Fox-1B, AO-91 or AMSAT OSCAR 91 is a United States amateur radio satellite. It is a 1U Cubesat, was built by the AMSAT-NA and carries a single-channel transponder for FM radio. The satellite has a whip antenna for the 70 cm and 23 cm bands (uplink), and a second antenna for the 2 m band (downlink). Fox-1B is the second amateur radio satellite of the Fox series of AMSAT North America.

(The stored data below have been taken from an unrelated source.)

//! Tree node types.
//!
//! [`Node`] is the materialized view handed to collaborators (tree views,
//! tab systems, packagers). The tree itself is stored flat in
//! [`PathTree`](crate::tree::PathTree); nodes are built from it on demand.

use serde::{Deserialize, Serialize};

/// Node kind.
#[derive(Debug, Clone, Copy, PartialEq, Eq, Hash, Serialize, Deserialize)]
#[serde(rename_all = "lowercase")]
pub enum NodeKind {
    /// Regular file.
    File,
    /// Directory.
    Directory,
}

impl NodeKind {
    /// Returns true if this is a regular file.
    pub fn is_file(&self) -> bool {
        matches!(self, NodeKind::File)
    }

    /// Returns true if this is a directory.
    pub fn is_dir(&self) -> bool {
        matches!(self, NodeKind::Directory)
    }
}

/// A file or directory in the virtual tree.
#[derive(Debug, Clone, PartialEq, Eq, Serialize, Deserialize)]
#[serde(tag = "type", rename_all = "lowercase")]
pub enum Node {
    File {
        name: String,
        path: String,
        content: String,
    },
    Directory {
        name: String,
        path: String,
        children: Vec<Node>,
    },
}

impl Node {
    /// Entry name (last path segment; empty for the root).
    pub fn name(&self) -> &str {
        match self {
            Node::File { name, .. } | Node::Directory { name, .. } => name,
        }
    }

    /// Full path from the root.
    pub fn path(&self) -> &str {
        match self {
            Node::File { path, .. } | Node::Directory { path, .. } => path,
        }
    }

    pub fn kind(&self) -> NodeKind {
        match self {
            Node::File { .. } => NodeKind::File,
            Node::Directory { .. } => NodeKind::Directory,
        }
    }

    pub fn is_file(&self) -> bool {
        self.kind().is_file()
    }

    pub fn is_dir(&self) -> bool {
        self.kind().is_dir()
    }

    /// File content, or `None` for directories.
    pub fn content(&self) -> Option<&str> {
        match self {
            Node::File { content, .. } => Some(content),
            Node::Directory { .. } => None,
        }
    }

    /// Direct children (empty for files).
    pub fn children(&self) -> &[Node] {
        match self {
            Node::File { .. } => &[],
            Node::Directory { children, .. } => children,
        }
    }

    /// Find a direct child by name and kind.
    pub fn child(&self, name: &str, kind: NodeKind) -> Option<&Node> {
        self.children()
            .iter()
            .find(|c| c.name() == name && c.kind() == kind)
    }

    /// Order children: directories first, then by name. Recursive.
    pub fn sort_children(&mut self) {
        if let Node::Directory { children, .. } = self {
            children.sort_by(|a, b| {
                b.is_dir()
                    .cmp(&a.is_dir())
                    .then_with(|| a.name().cmp(b.name()))
            });
            for child in children.iter_mut() {
                child.sort_children();
            }
        }
    }

    /// Count files in this subtree.
    pub fn file_count(&self) -> usize {
        match self {
            Node::File { .. } => 1,
            Node::Directory { children, .. } => children.iter().map(Node::file_count).sum(),
        }
    }
}
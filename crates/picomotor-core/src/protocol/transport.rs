//! Transport abstraction
//!
//! A transport carries command lines to the controller and response lines
//! back. Three implementations exist: [`StreamTransport`](super::StreamTransport)
//! (TCP), [`UsbTransport`](super::UsbTransport) (USB bulk endpoints) and
//! [`SimulatedController`](crate::simulator::SimulatedController).

use async_trait::async_trait;

use super::ProtocolError;

/// Line transport to a controller
///
/// Writes and reads are paired by the caller: one `write_line` per command,
/// followed by exactly one `read_line` if the command was a query.
#[async_trait]
pub trait Transport: Send {
    /// Send one command line. The transport appends the line terminator.
    async fn write_line(&mut self, line: &str) -> Result<(), ProtocolError>;

    /// Receive one response line with its terminator stripped.
    async fn read_line(&mut self) -> Result<String, ProtocolError>;

    /// Release the connection.
    async fn close(&mut self) -> Result<(), ProtocolError>;
}

#[async_trait]
impl<T: Transport + ?Sized> Transport for Box<T> {
    async fn write_line(&mut self, line: &str) -> Result<(), ProtocolError> {
        (**self).write_line(line).await
    }

    async fn read_line(&mut self) -> Result<String, ProtocolError> {
        (**self).read_line().await
    }

    async fn close(&mut self) -> Result<(), ProtocolError> {
        (**self).close().await
    }
}
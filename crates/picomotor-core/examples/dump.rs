//! Picomotor Controller Dump Tool
//!
//! Connects to an 8742 controller, prints its identification and the
//! settings of every channel, then optionally makes a small relative move
//! and waits for it to finish.
//!
//! Usage:
//!   cargo run --example dump -- [OPTIONS]
//!
//! Options:
//!   --config FILE     JSON driver configuration
//!   --tcp HOST        Connect over TCP (port 23)
//!   --simulation      Use the simulated controller
//!   --move CH STEPS   Relative move on a channel after the dump
//!
//! Without --config, --tcp or --simulation the first USB controller is used.
//! Set RUST_LOG=debug to see every command and response.

use anyhow::{bail, Context, Result};
use picomotor_core::config::{DriverConfig, TransportConfig};
use picomotor_core::protocol::{stream, Channel};
use picomotor_core::simulator::SimulatorConfig;
use tracing_subscriber::EnvFilter;

#[tokio::main]
async fn main() -> Result<()> {
    tracing_subscriber::fmt()
        .with_env_filter(EnvFilter::from_default_env())
        .init();

    let args: Vec<String> = std::env::args().collect();
    let mut config = DriverConfig::default();
    let mut relative_move: Option<(u8, i64)> = None;

    let mut i = 1;
    while i < args.len() {
        match args[i].as_str() {
            "--config" | "-c" => {
                i += 1;
                let path = args.get(i).context("--config needs a file")?;
                config = DriverConfig::from_file(path)
                    .with_context(|| format!("loading {}", path))?;
            }
            "--tcp" => {
                i += 1;
                let host = args.get(i).context("--tcp needs a host")?;
                config.transport = TransportConfig::Stream {
                    host: host.clone(),
                    port: stream::DEFAULT_PORT,
                };
            }
            "--simulation" => {
                config.transport = TransportConfig::Simulated(SimulatorConfig::default());
            }
            "--move" => {
                let channel = args.get(i + 1).context("--move needs a channel")?;
                let steps = args.get(i + 2).context("--move needs a step count")?;
                relative_move = Some((channel.parse()?, steps.parse()?));
                i += 2;
            }
            "--help" | "-h" => {
                print_help();
                return Ok(());
            }
            other => bail!("unknown argument: {}", other),
        }
        i += 1;
    }

    let mut ctrl = config.connect().await?;

    println!("{}", ctrl.identify().await?);
    println!("error: {}", ctrl.error_message().await?);
    for channel in Channel::all() {
        let settings = ctrl.channel_settings(channel.get()).await?;
        println!("{}", serde_json::to_string(&settings)?);
    }

    if let Some((channel, steps)) = relative_move {
        ctrl.set_relative(channel, steps).await?;
        ctrl.finish(Some(channel)).await?;
        println!("channel {} at {}", channel, ctrl.position(channel).await?);
    }

    ctrl.close().await?;
    Ok(())
}

fn print_help() {
    println!("Picomotor Controller Dump Tool");
    println!();
    println!("Usage: dump [OPTIONS]");
    println!();
    println!("Options:");
    println!("  -c, --config FILE     JSON driver configuration");
    println!("      --tcp HOST        Connect over TCP (port 23)");
    println!("      --simulation      Use the simulated controller");
    println!("      --move CH STEPS   Relative move on a channel after the dump");
    println!("  -h, --help            Show this help");
}
#[cfg(test)]
mod tests {
    use super::*;
    use async_trait::async_trait;
    use std::collections::VecDeque;

    /// Transport recording every line and answering from a script
    #[derive(Default)]
    struct ScriptedTransport {
        written: Vec<String>,
        replies: VecDeque<String>,
        reads: usize,
    }

    impl ScriptedTransport {
        fn with_replies(replies: &[&str]) -> Self {
            Self {
                replies: replies.iter().map(|s| s.to_string()).collect(),
                ..Default::default()
            }
        }
    }

    #[async_trait]
    impl Transport for ScriptedTransport {
        async fn write_line(&mut self, line: &str) -> Result<(), ProtocolError> {
            self.written.push(line.to_string());
            Ok(())
        }

        async fn read_line(&mut self) -> Result<String, ProtocolError> {
            self.reads += 1;
            self.replies.pop_front().ok_or(ProtocolError::ConnectionClosed)
        }

        async fn close(&mut self) -> Result<(), ProtocolError> {
            Ok(())
        }
    }

    #[tokio::test]
    async fn test_send_writes_one_line() {
        let mut ctrl = Controller::new(ScriptedTransport::default());
        ctrl.set_acceleration(2, 100000).await.unwrap();
        ctrl.stop(None).await.unwrap();
        assert_eq!(ctrl.transport().written, vec!["2AC100000", "ST"]);
        assert_eq!(ctrl.transport().reads, 0);
    }

    #[tokio::test]
    async fn test_ask_writes_then_reads_once() {
        let mut ctrl = Controller::new(ScriptedTransport::with_replies(&["1750"]));
        assert_eq!(ctrl.get_velocity(3).await.unwrap(), 1750);
        assert_eq!(ctrl.transport().written, vec!["3VA?"]);
        assert_eq!(ctrl.transport().reads, 1);
    }

    #[tokio::test]
    async fn test_ask_requires_question_mark() {
        let mut ctrl = Controller::new(ScriptedTransport::default());
        let err = ctrl.ask("VA", Some(1), &[]).await.unwrap_err();
        assert!(matches!(err, ProtocolError::NotAQuery(_)));
        assert!(ctrl.transport().written.is_empty());
    }

    #[tokio::test]
    async fn test_invalid_channel_rejected_before_io() {
        let mut ctrl = Controller::new(ScriptedTransport::with_replies(&["0"]));
        for bad in [0u8, 5] {
            assert!(matches!(
                ctrl.set_velocity(bad, 100).await,
                Err(ProtocolError::InvalidChannel(c)) if c == bad
            ));
            assert!(matches!(
                ctrl.get_velocity(bad).await,
                Err(ProtocolError::InvalidChannel(_))
            ));
            assert!(matches!(
                ctrl.done(Some(bad)).await,
                Err(ProtocolError::InvalidChannel(_))
            ));
        }
        assert!(ctrl.transport().written.is_empty());
        assert_eq!(ctrl.transport().reads, 0);
    }

    #[tokio::test]
    async fn test_long_command_rejected_before_io() {
        let mut ctrl = Controller::new(ScriptedTransport::default());
        let params = [123_456_789i64; 8];
        assert!(matches!(
            ctrl.send("PA", Some(1), &params).await,
            Err(ProtocolError::CommandTooLong { .. })
        ));
        assert!(ctrl.transport().written.is_empty());
    }

    #[tokio::test]
    async fn test_text_and_typed_conversions() {
        let mut ctrl = Controller::new(ScriptedTransport::with_replies(&[
            "New_Focus 8742 v2.2 08/01/13 13991",
            "0, NO ERROR",
            "3",
            "1",
        ]));
        assert_eq!(
            ctrl.identify().await.unwrap(),
            "New_Focus 8742 v2.2 08/01/13 13991"
        );
        assert_eq!(ctrl.error_message().await.unwrap(), "0, NO ERROR");
        assert_eq!(ctrl.get_type(1).await.unwrap(), MotorType::Standard);
        assert!(ctrl.done(Some(1)).await.unwrap());
    }

    #[tokio::test]
    async fn test_non_numeric_answer_is_invalid_response() {
        let mut ctrl = Controller::new(ScriptedTransport::with_replies(&["fast"]));
        assert!(matches!(
            ctrl.get_velocity(1).await,
            Err(ProtocolError::InvalidResponse(r)) if r == "fast"
        ));
    }

    #[tokio::test]
    async fn test_optional_parameters() {
        let mut ctrl = Controller::new(ScriptedTransport::default());
        ctrl.set_home(1, None).await.unwrap();
        ctrl.set_home(1, Some(-20)).await.unwrap();
        ctrl.move_indefinitely(4, None).await.unwrap();
        ctrl.recall(0).await.unwrap();
        ctrl.set_type(2, MotorType::Tiny).await.unwrap();
        assert_eq!(
            ctrl.transport().written,
            vec!["1DH", "1DH-20", "4MV", "*RCL0", "2QM2"]
        );
    }

    #[tokio::test(start_paused = true)]
    async fn test_finish_polls_until_done() {
        let mut ctrl = Controller::new(ScriptedTransport::with_replies(&["0", "0", "0", "1"]));
        let start = tokio::time::Instant::now();
        ctrl.finish(Some(2)).await.unwrap();

        assert_eq!(ctrl.transport().reads, 4);
        assert_eq!(ctrl.transport().written, vec!["2MD?"; 4]);
        assert_eq!(start.elapsed(), Duration::from_millis(30));
    }

    #[tokio::test(start_paused = true)]
    async fn test_finish_uses_poll_interval() {
        let mut ctrl = Controller::new(ScriptedTransport::with_replies(&["0", "1"]))
            .with_poll_interval(Duration::from_millis(250));
        let start = tokio::time::Instant::now();
        ctrl.finish(None).await.unwrap();
        assert_eq!(start.elapsed(), Duration::from_millis(250));
        assert_eq!(ctrl.transport().written, vec!["MD?", "MD?"]);
    }
}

To facilitate a satellite launch as part of NASA's Educational Launch of Nanosatellites (ELaNa) program, the satellite carries a student experiment conducted by Vanderbilt University's Institute for Space and Defense Electronics. The RadFx experiment at this institute hosts four payloads for the study of radiation effects on commercially available electronic components. So it should be tested electronic components "off the shelf" under space conditions. The payload of AMSAT North America is a single-channel FM converter from Ultra high frequency (UHF) to Very high frequency (VHF). After successful launch, the satellite was assigned the OSCAR number 91.

== Mission ==
The satellite was launched on 18 November 2017, with a Delta II launch vehicle, along with the main payload Joint Polar Satellite System (JPSS) NOAA-20 and 4 other Cubesat satellites (MiRaTA, Buccaneer RMM, EagleSat and MakerSat 0) from Vandenberg Air Force Base. After only a few hours, telemetry was received and the transponder put into operation.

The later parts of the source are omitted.